Теперь я очень редко его вижу и смотрю на него со все возрастающим почтением и тщательно скрываемой любовью, шутить он со мной перестал, и мне очень не хватает его озорного, местами чуть грубоватого, но все-таки очень изящного юмора с тактичным использованием сленговых выражений. Не знаю, как теперь, но раньше он очень умел улучшать людям настроение, и его глаза очень часто смеялись, когда всем и ему самому хотелось плакать… Мастер научил меня не только хорошему, но и одарил некоторой сентиментальностью. Как видите.
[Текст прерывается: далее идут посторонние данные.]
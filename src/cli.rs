//! Command-line argument parsing for the preview tool
//!
//! Supports:
//! - Placing the cursor at a line/column (1-indexed)
//! - Per-run overrides of the guide settings
//! - Text or JSON output
//! - Running the save sequence on the file

use clap::Parser;
use std::path::PathBuf;

use crate::config::PartialConfig;
use crate::host::{CursorPosition, TabChoice};

/// Draw cursor crosshair guides on a file
#[derive(Parser, Debug)]
#[command(
    name = "crosshair",
    version,
    about = "Draw cursor crosshair guides on a file"
)]
pub struct CliArgs {
    /// File to open
    #[arg(value_name = "FILE")]
    pub file: PathBuf,

    /// Cursor line (1-indexed)
    #[arg(long, value_name = "N", default_value_t = 1)]
    pub line: usize,

    /// Cursor column (1-indexed)
    #[arg(long, value_name = "N", default_value_t = 1)]
    pub column: usize,

    /// Line-window radius around the cursor
    #[arg(long, value_name = "N")]
    pub size: Option<usize>,

    /// Do not pad short lines with trailing spaces
    #[arg(long)]
    pub no_whitespace: bool,

    /// Tab stop width used when converting tabs
    #[arg(long, value_name = "N")]
    pub tab_size: Option<usize>,

    /// Answer "Convert" if tabs are found near the cursor
    #[arg(long)]
    pub convert_tabs: bool,

    /// Print decorations and spans as JSON
    #[arg(long)]
    pub json: bool,

    /// Write the file back (without padding) after drawing
    #[arg(long)]
    pub save: bool,

    /// Workspace root holding a `.crosshair.yaml`
    #[arg(long, value_name = "DIR")]
    pub workspace: Option<PathBuf>,
}

/// How results are printed
#[derive(Debug, Clone, Copy, PartialEq, Eq)]
pub enum OutputMode {
    Text,
    Json,
}

/// Configuration derived from CLI arguments
#[derive(Debug, Clone)]
pub struct StartupConfig {
    pub file: PathBuf,
    /// Cursor converted to 0-indexed
    pub cursor: CursorPosition,
    /// Session-only configuration values
    pub overrides: PartialConfig,
    /// Scripted answer to the tab prompt
    pub tab_answer: TabChoice,
    pub output: OutputMode,
    pub save: bool,
    pub workspace_root: Option<PathBuf>,
}

impl CliArgs {
    /// Convert parsed CLI args into startup configuration
    pub fn into_config(self) -> Result<StartupConfig, String> {
        if self.file.is_dir() {
            return Err(format!("{} is a directory", self.file.display()));
        }
        if let Some(root) = &self.workspace {
            if !root.is_dir() {
                return Err(format!("{} is not a directory", root.display()));
            }
        }

        // Convert from 1-indexed (user input) to 0-indexed (internal)
        let cursor = CursorPosition::new(
            self.line.saturating_sub(1),
            self.column.saturating_sub(1),
        );

        let overrides = PartialConfig {
            enabled: Some(true),
            size: self.size,
            add_whitespace: self.no_whitespace.then_some(false),
            tab_size: self.tab_size,
            ..Default::default()
        };

        Ok(StartupConfig {
            file: self.file,
            cursor,
            overrides,
            tab_answer: if self.convert_tabs {
                TabChoice::Convert
            } else {
                TabChoice::Disable
            },
            output: if self.json {
                OutputMode::Json
            } else {
                OutputMode::Text
            },
            save: self.save,
            workspace_root: self.workspace,
        })
    }
}
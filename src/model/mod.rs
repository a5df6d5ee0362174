//! Engine model - the complete state of the crosshair
//!
//! This module contains all the state types following the Elm Architecture pattern.

pub mod phase;
pub mod spans;
pub mod status_bar;

pub use phase::{Job, JobKind, PendingAction, Phase, PhaseKind, Step, Wait};
pub use spans::{InjectedSpan, SpanLedger};
pub use status_bar::{StatusIndicator, StatusState, TransientMessage};

use std::collections::{HashMap, HashSet};

use crate::config::CrosshairConfig;
use crate::debounce::Debouncer;
use crate::host::{CursorPosition, DocumentId};

/// Cursor and document version the guides were last drawn for
#[derive(Debug, Clone, Copy, PartialEq, Eq)]
pub struct AppliedState {
    pub cursor: CursorPosition,
    pub version: Option<u64>,
}

/// The complete engine model
#[derive(Debug)]
pub struct CrosshairModel {
    /// Cached configuration snapshot
    pub config: CrosshairConfig,
    pub phase: Phase,
    /// Padding the engine inserted, per document
    pub spans: SpanLedger,
    /// Focused document, if any
    pub active: Option<DocumentId>,
    /// Last known cursor per document
    pub cursors: HashMap<DocumentId, CursorPosition>,
    /// What each document's guides were last drawn for
    pub applied: HashMap<DocumentId, AppliedState>,
    /// Documents that currently carry guide decorations
    pub decorated: HashSet<DocumentId>,
    /// Documents between will-save and did-save, with the cursor at will-save
    pub saving: HashMap<DocumentId, CursorPosition>,
    pub debouncer: Debouncer,
    /// Requested while a job was running
    pub pending: Option<PendingAction>,
    pub status: StatusState,
    next_ticket: u64,
}

impl CrosshairModel {
    pub fn new(config: CrosshairConfig) -> Self {
        let phase = if config.enabled {
            Phase::Idle
        } else {
            Phase::Disabled
        };
        Self {
            status: StatusState::new(config.enabled),
            config,
            phase,
            spans: SpanLedger::new(),
            active: None,
            cursors: HashMap::new(),
            applied: HashMap::new(),
            decorated: HashSet::new(),
            saving: HashMap::new(),
            debouncer: Debouncer::new(),
            pending: None,
            next_ticket: 0,
        }
    }

    pub fn phase_kind(&self) -> PhaseKind {
        self.phase.kind()
    }

    /// Whether the on/off switch is on (a disable job may still be running)
    pub fn is_enabled(&self) -> bool {
        self.config.enabled
    }

    /// Last known cursor for a document, or the document start
    pub fn cursor(&self, doc: DocumentId) -> CursorPosition {
        self.cursors.get(&doc).copied().unwrap_or_default()
    }

    /// Ticket for the next edit batch
    pub fn next_ticket(&mut self) -> u64 {
        self.next_ticket += 1;
        self.next_ticket
    }

    /// Drop spans, guide records and timers for a document without touching the text
    pub fn reset_document(&mut self, doc: DocumentId) {
        let dropped = self.spans.forget(doc);
        if dropped > 0 {
            tracing::debug!("Forgot {} spans for doc={}", dropped, doc.0);
        }
        self.applied.remove(&doc);
        self.decorated.remove(&doc);
        self.saving.remove(&doc);
        self.debouncer.cancel(doc);
        if let Some(job) = self.phase.job_mut() {
            job.forget_document(doc);
        }
    }

    /// Drop every piece of per-document state, focus included
    pub fn forget_document(&mut self, doc: DocumentId) {
        self.reset_document(doc);
        self.cursors.remove(&doc);
        if self.active == Some(doc) {
            self.active = None;
        }
    }

    /// Whether the guides already match the cursor and text
    pub fn is_up_to_date(
        &self,
        doc: DocumentId,
        cursor: CursorPosition,
        version: Option<u64>,
    ) -> bool {
        self.applied.get(&doc) == Some(&AppliedState { cursor, version })
    }
}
Спасибо, Валентин Николаевич.

О «Доходном месте»

Со спектаклем «Доходное место» в Московском театре сатиры в моей жизни связано одно из самых ярких воспоминаний. Поставив его, я получил признание в профессиональной среде и, более того, стал до некоторой степени известен. Спектакль очень быстро превратился в московскую сенсацию, зритель штурмовал театр, критика, затаившись, ждала партийного разрешения на рецензирование (так, впрочем, и не дождалась). Артисты Сатиры и других театров откровенно зауважали.

Спектакль прочно и закономерно вписался в витавшие в обществе настроения. Так называемые шестидесятники, еще полные сил и надежд, яростно штурмовали топорные и хрестоматийные бастионы социалистического реализма, находившиеся под бдительной охраной мощного цензурного аппарата. Но порядка в стране и тогда не было, некоторые звенья партийной идеологии давали трещины, конечно, функционеры потом спохватывались, латали «пробоины», однако новые социально-политические, а также литературные и общекультурные идеи на некоторое время прорывались на общесоюзное обозрение.

116 Спектакль до своего громкого и скандального запрещения прошел около сорока раз, что, конечно, являлось государственным упущением при всей его политической сдержанности и, я бы сказал, талантливой деликатности. (Это я не о себе, а об артистах.)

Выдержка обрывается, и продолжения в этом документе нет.